My heart was not far.
“Yes. By ending Zelda.”
The guard stopped before a staircase and, without a word, gestured upward.
Above, the clinking of flutes, muffled laughter.
Stained glass of orchards cast golden shards across the frozen marble.
The towering windows overlooking the suspended terraces remained stubbornly shut, smothered by heavy velvet drapes.
“The Mist Sorcerer, and his confectioner, Mademoiselle Lempicka,” another guard announced from the balcony.
Lempicka inclined gracefully, brushing the shimmering fabric of her gown with her fingertips before descending the steps, back straight, chin lifted. All eyes fixed upon her, drawn like moths to a flame, incapable of turning away from the singular glow emanating from her.
“I feel like an animal in a cage,” she whispered, her smile trembling only slightly. “So this is what Aignan felt all those years.”

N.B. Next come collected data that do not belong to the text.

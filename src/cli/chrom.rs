use clap::Args;

use crate::cli::OutputFormat;
use crate::core::naming::{convert, ChromNaming};

#[derive(Args)]
pub struct ChromArgs {
    /// Chromosome names to convert
    #[arg(required = true)]
    pub names: Vec<String>,

    /// Naming convention of the given names (ucsc or ensembl)
    #[arg(long, default_value = "ensembl")]
    pub from: ChromNaming,

    /// Naming convention to convert to (ucsc or ensembl)
    #[arg(long, default_value = "ucsc")]
    pub to: ChromNaming,
}

/// Execute chrom subcommand
///
/// # Errors
///
/// Returns an error if any name is not known under the source convention or
/// the conversion direction is unsupported.
#[allow(clippy::needless_pass_by_value)] // CLI entry point, values from clap
pub fn run(args: ChromArgs, format: OutputFormat, verbose: bool) -> anyhow::Result<()> {
    let converted = args
        .names
        .iter()
        .map(|name| convert(name, args.from, args.to).map(|c| (name.as_str(), c)))
        .collect::<Result<Vec<_>, _>>()?;

    if verbose {
        eprintln!(
            "Converted {} names from {} to {}",
            converted.len(),
            args.from,
            args.to
        );
    }

    match format {
        OutputFormat::Text => {
            for (_, to) in &converted {
                println!("{to}");
            }
        }
        OutputFormat::Tsv => {
            println!("{}\t{}", args.from, args.to);
            for (from, to) in &converted {
                println!("{from}\t{to}");
            }
        }
        OutputFormat::Json => {
            let pairs: Vec<serde_json::Map<String, serde_json::Value>> = converted
                .iter()
                .map(|&(from, to)| {
                    let mut pair = serde_json::Map::new();
                    pair.insert(args.from.to_string(), from.into());
                    pair.insert(args.to.to_string(), to.into());
                    pair
                })
                .collect();
            println!("{}", serde_json::to_string_pretty(&pairs)?);
        }
    }

    Ok(())
}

I caught her hand, my lips grazing her skin in a kiss as light as it was calculated before bowing toward her. I did not greet the crowd. Never. I would not bow to them. But for her, yes.
“They’re only envious,” I cut in, my gaze sweeping the nobles frozen like statues. “None of them could ever hope to bear a curse that reflects their inner beauty.”
No sooner had our feet touched the grand hall than a voice slipped through the air, like poisoned honey. “My dear Arawn.”
Zelda. Draped in burgundy and emeralds, as if jewels and enchanted velvet could compensate for what magic no longer concealed. For the first time, she wore gloves. And beneath layers of powder too thick, the rot she fought to hide.
She had aged.
I tilted my head slightly, a smirk flickering at my lips. Too greedy. Too ravenous. She devoured her confectioners at a pace none could sustain, and now no one of talent remained to stave off the inevitable.
“What happened to you, Zelda?” I murmured.
“I never excelled at curses as much as contracts,” she admitted with a silken tone. “But I must confess…” Her gaze slid to Lempicka, assessing her with the coldness of a collector weighing a piece before reducing it to dust. “Breaking your heart was worth the price of a hand.”
Lempicka tensed. I bent toward her, a hand behind her lower back. “Magic always has a price. It demands back what it once so generously gave.”
Her eyes widened. Zelda had violated her own rules. By cursing Lempicka, by breaking her contract with Nyla, she had paid the price. A hand. Dead. Frozen.
Zelda’s gaze drifted to the glass jar Lempicka clutched, and her nostrils flared, her long nose sniffing at the confection like a pig smelling its next meal. “And you bring me a gift? How charming!”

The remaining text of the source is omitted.